Never go against the family
There's a lot of things that could cause it. I'll assume you do proper cleanings and maintenance... What do test prints look like, are they blurry too? Post some pics of those, they tell a lot. Did it just start doing this? Are you using the correct print profile for the material?

The encoder strip will usually cause a shifting in print, not just blurry prints. Have you had any head strikes? Have you done a media feed correction or dot feed adjustment? These should be done (or at least checked) periodically to make sure everything is in alignment, they solve a lot of quality issues, you can find how to do them in the manual.
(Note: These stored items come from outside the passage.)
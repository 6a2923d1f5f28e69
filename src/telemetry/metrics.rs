//! Metric instrument factories for keyq-controller.
//!
//! Uses the OTel Meter API with the globally-registered `MeterProvider`.
//! All instruments are created lazily from the `"keyq-controller"` meter.

use opentelemetry::metrics::{Counter, Histogram, Meter, UpDownCounter};

/// Returns the shared meter for keyq-controller instruments.
fn meter() -> Meter {
    opentelemetry::global::meter("keyq-controller")
}

/// Counter: keys accepted into a queue (dedup hits are not counted).
/// Labels: `queue`.
pub fn queue_adds() -> Counter<u64> {
    meter()
        .u64_counter("keyq.queue.adds")
        .with_description("Number of keys added to the work queue")
        .build()
}

/// Up/down counter: keys waiting to be picked up by a worker.
/// Labels: `queue`.
pub fn queue_depth() -> UpDownCounter<i64> {
    meter()
        .i64_up_down_counter("keyq.queue.depth")
        .with_description("Number of keys pending in the work queue")
        .build()
}

/// Counter: rate-limited re-adds.
/// Labels: `queue`.
pub fn queue_retries() -> Counter<u64> {
    meter()
        .u64_counter("keyq.queue.retries")
        .with_description("Number of rate-limited requeues")
        .build()
}

/// Counter: keys dropped after exhausting their retries.
/// Labels: `queue`.
pub fn queue_drops() -> Counter<u64> {
    meter()
        .u64_counter("keyq.queue.drops")
        .with_description("Number of keys dropped after the retry ceiling")
        .build()
}

/// Histogram: reconcile duration in milliseconds.
/// Labels: `kind`, `result` ("ok" | "missing" | "error").
pub fn reconcile_duration_ms() -> Histogram<f64> {
    meter()
        .f64_histogram("keyq.reconcile.duration_ms")
        .with_description("Reconcile duration in milliseconds")
        .with_unit("ms")
        .build()
}

/// Counter: watch events received by an informer.
/// Labels: `event` ("added" | "modified" | "deleted" | "restarted").
pub fn watch_events() -> Counter<u64> {
    meter()
        .u64_counter("keyq.watch.events")
        .with_description("Number of watch events applied to the local cache")
        .build()
}
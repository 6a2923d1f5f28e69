//! Re-delivery delay policies.
//!
//! A rate limiter maps a key's current failure count to the delay before the
//! key is handed to a worker again. Limiters are pure; the failure counts
//! themselves live inside the work queue's state.

use std::fmt;
use std::time::Duration;

/// Base delay of the default controller limiter.
pub const DEFAULT_BASE_DELAY: Duration = Duration::from_millis(5);

/// Cap of the default controller limiter.
pub const DEFAULT_MAX_DELAY: Duration = Duration::from_secs(1000);

/// Computes the re-delivery delay for a key that has already been requeued
/// `requeues` times.
pub trait RateLimiter: Send + Sync + fmt::Debug {
    fn when(&self, requeues: u32) -> Duration;
}

/// `base * 2^requeues`, capped at `max`.
#[derive(Debug, Clone, Copy, PartialEq, Eq)]
pub struct ExponentialBackoff {
    pub base: Duration,
    pub max: Duration,
}

impl ExponentialBackoff {
    pub fn new(base: Duration, max: Duration) -> Self {
        Self { base, max }
    }
}

impl Default for ExponentialBackoff {
    fn default() -> Self {
        Self::new(DEFAULT_BASE_DELAY, DEFAULT_MAX_DELAY)
    }
}

impl RateLimiter for ExponentialBackoff {
    fn when(&self, requeues: u32) -> Duration {
        1u32.checked_shl(requeues)
            .and_then(|factor| self.base.checked_mul(factor))
            .map_or(self.max, |delay| delay.min(self.max))
    }
}

/// Same delay for every retry.
#[derive(Debug, Clone, Copy, PartialEq, Eq)]
pub struct ConstantDelay(pub Duration);

impl RateLimiter for ConstantDelay {
    fn when(&self, _requeues: u32) -> Duration {
        self.0
    }
}

/// The longest delay among several limiters.
#[derive(Debug, Default)]
pub struct MaxOf {
    limiters: Vec<Box<dyn RateLimiter>>,
}

impl MaxOf {
    pub fn new() -> Self {
        Self::default()
    }

    pub fn with(mut self, limiter: impl RateLimiter + 'static) -> Self {
        self.limiters.push(Box::new(limiter));
        self
    }
}

impl RateLimiter for MaxOf {
    fn when(&self, requeues: u32) -> Duration {
        self.limiters
            .iter()
            .map(|l| l.when(requeues))
            .max()
            .unwrap_or(Duration::ZERO)
    }
}

/// Limiter used when nothing else is configured: 5ms doubling up to 1000s.
pub fn default_controller_rate_limiter() -> ExponentialBackoff {
    ExponentialBackoff::default()
}

#[cfg(test)]
mod tests {
    use super::*;

    #[test]
    fn exponential_doubles_from_base() {
        let limiter = ExponentialBackoff::new(Duration::from_millis(5), Duration::from_secs(60));
        assert_eq!(limiter.when(0), Duration::from_millis(5));
        assert_eq!(limiter.when(1), Duration::from_millis(10));
        assert_eq!(limiter.when(2), Duration::from_millis(20));
        assert_eq!(limiter.when(4), Duration::from_millis(80));
    }

    #[test]
    fn exponential_is_monotonic_and_capped() {
        let limiter = ExponentialBackoff::new(Duration::from_millis(5), Duration::from_secs(1));
        let delays: Vec<_> = (0..40).map(|n| limiter.when(n)).collect();
        for pair in delays.windows(2) {
            assert!(pair[1] >= pair[0], "{:?} then {:?}", pair[0], pair[1]);
        }
        assert_eq!(*delays.last().unwrap(), Duration::from_secs(1));
        // Shift overflow falls back to the cap instead of wrapping.
        assert_eq!(limiter.when(u32::MAX), Duration::from_secs(1));
    }

    #[test]
    fn max_of_picks_longest() {
        let limiter = MaxOf::new()
            .with(ExponentialBackoff::new(
                Duration::from_millis(1),
                Duration::from_secs(10),
            ))
            .with(ConstantDelay(Duration::from_millis(50)));

        assert_eq!(limiter.when(0), Duration::from_millis(50));
        assert_eq!(limiter.when(10), Duration::from_millis(1024));
        assert_eq!(MaxOf::new().when(3), Duration::ZERO);
    }

    #[test]
    fn default_limiter_matches_controller_defaults() {
        let limiter = default_controller_rate_limiter();
        assert_eq!(limiter.when(0), DEFAULT_BASE_DELAY);
        assert_eq!(limiter.when(64), DEFAULT_MAX_DELAY);
    }
}
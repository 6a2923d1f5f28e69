//! Retry policy with bounded exponential backoff.
//!
//! Success clears a key's failure history. A failure requeues the key through
//! the queue's rate limiter until it has been requeued `max_retries` times;
//! the next failure drops it.

use opentelemetry::KeyValue;
use tracing::{debug, error, warn};

use crate::error::Error;
use crate::model::ObjectKey;
use crate::queue::WorkQueue;
use crate::telemetry::metrics;

/// Default retry ceiling.
pub const DEFAULT_MAX_RETRIES: u32 = 5;

#[derive(Debug, Clone, Copy, PartialEq, Eq)]
pub struct RetryPolicy {
    pub max_retries: u32,
}

/// What the policy did with a processed key.
#[derive(Debug, Clone, Copy, PartialEq, Eq)]
pub enum RetryDecision {
    /// Processing succeeded; history cleared.
    Forgotten,
    /// Processing failed; key requeued. `attempt` is the requeue count before
    /// this failure.
    Requeued { attempt: u32 },
    /// Processing failed and the ceiling was reached; key dropped.
    Dropped { attempts: u32 },
}

impl Default for RetryPolicy {
    fn default() -> Self {
        Self::new(DEFAULT_MAX_RETRIES)
    }
}

impl RetryPolicy {
    pub fn new(max_retries: u32) -> Self {
        Self { max_retries }
    }

    /// Feed the outcome of processing `key` back into `queue`.
    pub fn handle(
        &self,
        queue: &WorkQueue,
        key: &ObjectKey,
        result: Result<(), &Error>,
    ) -> RetryDecision {
        let err = match result {
            Ok(()) => {
                queue.forget(key);
                return RetryDecision::Forgotten;
            }
            Err(err) => err,
        };

        let requeues = queue.num_requeues(key);
        if requeues < self.max_retries {
            warn!(%key, retry = requeues, "reconcile failed, retrying: {err}");
            queue.add_rate_limited(key.clone());
            return RetryDecision::Requeued { attempt: requeues };
        }

        queue.forget(key);
        metrics::queue_drops().add(1, &[KeyValue::new("queue", queue.name().to_string())]);
        error!(
            %key,
            attempts = requeues + 1,
            "dropping key out of the queue: {err}"
        );
        debug!(%key, "retry history cleared");
        RetryDecision::Dropped {
            attempts: requeues + 1,
        }
    }
}
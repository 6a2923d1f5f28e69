//! The side-effecting step run for each key.

use std::future::Future;
use std::time::Duration;

use serde::de::DeserializeOwned;
use tracing::info;

use crate::error::{Error, Result};
use crate::model::{ObjectKey, Pod};

/// Brings the world in line with one observed object.
///
/// The worker decodes the cached object into [`Reconciler::Object`] before
/// calling [`reconcile`](Reconciler::reconcile); a cached object of another
/// kind fails with [`Error::KindMismatch`] without reaching the reconciler.
pub trait Reconciler: Send + Sync + 'static {
    type Object: DeserializeOwned + Send + 'static;

    /// Kind this reconciler accepts, e.g. `"Pod"`.
    const KIND: &'static str;

    fn reconcile(
        &self,
        key: &ObjectKey,
        obj: Self::Object,
    ) -> impl Future<Output = Result<()>> + Send;
}

/// Logs every pod it sees. Pods whose name contains `fail_on` fail after
/// `failure_delay`, which exercises the retry path.
#[derive(Debug, Clone, Default)]
pub struct PodLogger {
    fail_on: Option<String>,
    failure_delay: Duration,
}

impl PodLogger {
    pub fn new() -> Self {
        Self::default()
    }

    pub fn fail_on(mut self, pattern: impl Into<String>) -> Self {
        self.fail_on = Some(pattern.into());
        self
    }

    pub fn failure_delay(mut self, delay: Duration) -> Self {
        self.failure_delay = delay;
        self
    }

    fn should_fail(&self, pod: &Pod) -> bool {
        self.fail_on
            .as_deref()
            .is_some_and(|pattern| pod.name().contains(pattern))
    }
}

impl Reconciler for PodLogger {
    type Object = Pod;
    const KIND: &'static str = Pod::KIND;

    async fn reconcile(&self, key: &ObjectKey, pod: Pod) -> Result<()> {
        let phase = pod.status.as_ref().and_then(|s| s.phase.as_deref());
        info!(%key, pod = pod.name(), phase, "sync/add/update for pod");

        if self.should_fail(&pod) {
            tokio::time::sleep(self.failure_delay).await;
            return Err(Error::reconcile(format!(
                "simulated error for pod {}",
                pod.name()
            )));
        }
        Ok(())
    }
}
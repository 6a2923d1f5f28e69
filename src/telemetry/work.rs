//! Reconcile span helpers.
//!
//! Provides span creation and outcome recording for keys flowing through the
//! worker loop.

use tracing::Span;

use crate::model::ObjectKey;

/// Start a span for one reconcile of `key`.
///
/// The `reconcile.outcome` field is declared empty and filled in via
/// [`record_outcome`].
pub fn start_reconcile_span(kind: &str, key: &ObjectKey, requeues: u32) -> Span {
    tracing::info_span!(
        "reconcile",
        "reconcile.kind" = kind,
        "reconcile.key" = %key,
        "reconcile.requeues" = requeues,
        "reconcile.outcome" = tracing::field::Empty,
    )
}

/// Record how a reconcile ended on its span.
pub fn record_outcome(span: &Span, outcome: &str) {
    span.record("reconcile.outcome", outcome);
    span.in_scope(|| {
        tracing::debug!(outcome, "reconcile finished");
    });
}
First thing I usually recommend when everything is fuzzy is checking to see if the head is in the high position, it should be low for most media or you'll get over-spray and fuzzy prints. I've done that myself, put it to high for printing heavy material, forget to put it back to low, and everything looks like that. Another thing that sometimes helps with real fine details & small text, in Rasterlink set the scan speed from fast to normal, it'll slow the head down, another is using uni-directional rather than bi-directional printing. It's not a fix for anything wrong, prints take much longer, but sometimes one, the other, or both helps when you do really small detail stuff.
 

Aunt LuLu

Aunt LuLu
Thank you for getting back to me so quickly. I walked away from the machine for a few hours and came back pulled out the manual and did nozzle washes, test prints, cleanings a couple of times. the 2 pictures below are the test prints, the circles on the light blue are where the black ink is. The states & names are the Chemica Hotmark 1798 and the official print test is on a scrap of gloss sticker media (it worked so I grabbed it). Reading the manual, it states that if your ink cartridge's are low (I am taking that meaning expire notice appears for that ink) That the blurriness happens. Is that true? Had that happened to anyone?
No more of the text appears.